I suppose the fact of one’s own appearance being rather insignificant made one enjoy it more, seeing Barbara sitting after dinner in the Tudor chair with the panelled back that Graham had proved only the day before not to be an imposture. He had insisted, as a matter partly of principle, partly of discipline, upon burning every “fake” that he was deceived into buying; and though we had some lovely fires, I was oppressed by the waste of money. It was very pleasant to see Barbara with her head against the warm brown panels of this, just under the bar of jewel-carving. Her hair was almost reflected in it.
“You are very becoming to that chair,” I told her.
“I’m so glad. But it would be nicer of you to say that it is becoming to me,” said Barbara.
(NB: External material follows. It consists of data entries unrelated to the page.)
//! Weekly plan upload handlers

use axum::{
    body::Bytes,
    extract::{Path, Query, State},
    http::StatusCode,
    Json,
};

use crate::error::AppResult;
use crate::middleware::{require_admin, CurrentUser};
use crate::services::plan_upload::{UploadSummary, WeekUpload};
use crate::AppState;

/// Replace a week's plan with the uploaded CSV body
pub async fn upload_weekly_plan(
    State(state): State<AppState>,
    CurrentUser(user): CurrentUser,
    Path(reference): Path<String>,
    Query(meta): Query<WeekUpload>,
    body: Bytes,
) -> AppResult<(StatusCode, Json<UploadSummary>)> {
    require_admin(&user)?;
    let summary = state
        .plan_uploads()
        .upload_csv(&reference, meta, &user.user_id, &body)
        .await?;
    Ok((StatusCode::CREATED, Json(summary)))
}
“Do you think it would? But not so gratifying for us,” I laughed, “because the chair is ours to keep, you see.”
I had a perfectly terrified instant, for Barbara looked at the fire and burned redder and redder and redder. A sudden suspicion seized me of what might have been said in an hour and three-quarters in a four-wheeler. But Graham himself dispelled it.
“And Lady Barbara, alas! is only ours to lose,” he said cheerfully in the door.
“Do you mind his cigarette?” I asked her. “Or shall we order him back into the dining-room?”
“I love it!” said Barbara. “Peter smokes everywhere. Mother and I sometimes wish we smoked ourselves, just to be on terms with him.”